Л, Гумилёв создал красивую интеллектуальную поэму об этносах (не случайно, сын великого поэта), которая с тех пор стала мощно подпитывать мировую интеллектуальную мысль. Даже в тех случаях, когда с Л. Гумилёвым не соглашались.

Но теория (поэма) Л. Гумилёва и теория (поэма) К. Ясперса оказались взаимоисключающими (в не в эвклидовой системе отсчёта – взаимодополнительными). Л. Гумилёв никак не мог согласиться с тем, что пять народов оказали благодеяние остальному человечеству, что «осевое время» обрекло народы на вечный экзамен, который не все смогли сдать.

Бог не делит нас на избранных и отсталых.

Если уж судить о народах, то только с точки зрения космически-природно-географически-ландшафтной среды. Таков пафос мысли Л. Гумилёва.

Горький парадокс: и Карл Ясперс, и Лев Гумилёв, убеждённые гуманисты, пострадали от двух наиболее жестоких тиранических режимов ХХ века, фашизма и коммунизма, которые как раз вознамерились разделить расы и народы на «высшие» и «низшие». И кто сегодня способен отгадать, где и как возникают жестокие, репрессивные режимы, в космосе, в истории, или в глубинах нашего высокомерия.

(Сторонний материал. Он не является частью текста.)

use yew::prelude::*;

use crate::config::Config;
use crate::hooks::use_theme::use_theme;
use crate::models::store::ThemeStore;
use crate::models::theme::Theme;

#[derive(Properties, PartialEq)]
pub struct ThemeProviderProps {
    #[prop_or(Config::DEFAULT_THEME)]
    pub initial: Theme,
    #[prop_or_default]
    pub children: Html,
}

/// Provides a `ThemeStore` to every descendant
#[function_component(ThemeProvider)]
pub fn theme_provider(props: &ThemeProviderProps) -> Html {
    let store = use_theme(props.initial);

    html! {
        <ContextProvider<ThemeStore> context={store}>
            {props.children.clone()}
        </ContextProvider<ThemeStore>>
    }
}
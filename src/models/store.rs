use yew::Callback;

use crate::models::theme::Theme;

/// Current theme plus the setter that replaces it.
///
/// The default value is the empty placeholder seen by consumers mounted
/// outside of any provider: no theme and no setter.
#[derive(Clone, PartialEq, Default)]
pub struct ThemeStore {
    pub theme: Option<Theme>,
    pub set_theme: Option<Callback<Theme>>,
}

impl ThemeStore {
    pub fn new(theme: Theme, set_theme: Callback<Theme>) -> Self {
        Self {
            theme: Some(theme),
            set_theme: Some(set_theme),
        }
    }

    /// Whether a toggle bound to this store should render as "on"
    pub fn is_dark(&self) -> bool {
        self.theme.is_some_and(Theme::is_dark)
    }

    /// Flips the theme through the setter.
    ///
    /// Calls the setter exactly once and returns the new theme, or does
    /// nothing and returns `None` when the store is empty.
    pub fn toggle(&self) -> Option<Theme> {
        let (Some(theme), Some(set_theme)) = (self.theme, self.set_theme.as_ref()) else {
            return None;
        };

        let next = theme.toggled();
        set_theme.emit(next);
        Some(next)
    }
}
pub mod components;
pub mod config;
pub mod hooks;
pub mod models;
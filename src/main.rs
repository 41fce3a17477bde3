use yew::prelude::*;

use theme_switch::components::{ThemeProvider, ThemeToggle};
use theme_switch::config::Config;
use theme_switch::hooks::use_theme::document_theme;

#[function_component(App)]
fn app() -> Html {
    let initial = use_state(|| document_theme().unwrap_or(Config::DEFAULT_THEME));

    html! {
        <ThemeProvider initial={*initial}>
            <div class="app-container">
                <header class="app-header">
                    <h1>{"Theme Switch"}</h1>
                    <ThemeToggle />
                </header>
            </div>

            <style>
                {include_str!("style.css")}
            </style>
        </ThemeProvider>
    }
}

fn main() {
    yew::Renderer::<App>::new().render();
}
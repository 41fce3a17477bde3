use web_sys::HtmlInputElement;
use yew::prelude::*;

use crate::config::Config;

#[derive(Properties, PartialEq)]
pub struct ToggleSwitchProps {
    pub on: bool,
    #[prop_or_default]
    pub on_toggle: Callback<()>,
    #[prop_or(AttrValue::Static(Config::TOGGLE_ID))]
    pub id: AttrValue,
    #[prop_or_default]
    pub label: Option<AttrValue>,
}

/// Wrapper classes for the switch; `toggle-switch--on` drives the slider position
pub fn switch_classes(on: bool) -> Classes {
    classes!("toggle-switch", on.then_some("toggle-switch--on"))
}

/// Restores the control to `on`, then reports the click once
pub fn controlled_click(on: bool, on_toggle: &Callback<()>, set_checked: impl FnOnce(bool)) {
    set_checked(on);
    on_toggle.emit(());
}

/// Controlled on/off switch rendered as a label-wrapped checkbox.
///
/// The checkbox never changes by itself: a click restores `checked` to `on`
/// and emits `on_toggle`, and the new state arrives through props.
#[function_component(ToggleSwitch)]
pub fn toggle_switch(props: &ToggleSwitchProps) -> Html {
    let onclick = {
        let on = props.on;
        let on_toggle = props.on_toggle.clone();
        Callback::from(move |e: MouseEvent| {
            let input: HtmlInputElement = e.target_unchecked_into();
            controlled_click(on, &on_toggle, |checked| input.set_checked(checked));
        })
    };

    html! {
        <label class={switch_classes(props.on)} for={props.id.clone()}>
            <input
                id={props.id.clone()}
                type="checkbox"
                checked={props.on}
                readonly={true}
                aria-label={props.label.clone()}
                {onclick}
            />
            <span class="toggle-switch__slider"></span>
            <span class="toggle-switch__wave"></span>
        </label>
    }
}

Вы обратили внимание, в чём состояла манипуляция известного учёного? Термин Л. Гумилёва, принципиально не принимающего разделение народов на «цивилизованных и отсталых», был использован … для разделения на «духовных и «бездуховных», отсталость которых предопределена. Расизм, обёрнутый в изощрённые теоретические покровы.

Но … не знаю, как у вас, а у меня не выходят из головы эти «пассионарии пространства».

Вновь повторю, бог с ним, с маститым учёным. Не в этом дело. Да, ничего нет в мире изначального и абсолютного, любое деление придумано нами, но действительно, там, где меньше духовности, больше мельтешения.

Речь не о кочевниках и кочевничестве как типе жизни. Любой здравомыслящий человек поразится их особой духовности. Всё на колёсах, всё верхом, и быт, и социум, и искусство, и политика, и любовь, и смерть. Всё должно разбираться и собираться, вновь и вновь. Особая брутальность жизни. Мощная пассионарность. При этом изысканно-орнаментальная эстетика и высокая экологическая этика – никакого ущерба природе. Невольно подумаешь, что философия «кочевничества» не столько прошлое, сколько будущее человечества. Одним словом, дело не кочевничестве.

Дело в другом.

Там, где всё меньше от Гильгамеша и Прометея, от трагического вызова судьбе, где всё меньше от хрупкости, нежности, от печали по необратимому времени, там остаётся только одна внешняя активность. Ни поражения, ни побед. Одна только нужда, которая гонит и гонит вперёд. Только страх перед этой нуждой. Одно только желание забежать за время, спрятаться от него.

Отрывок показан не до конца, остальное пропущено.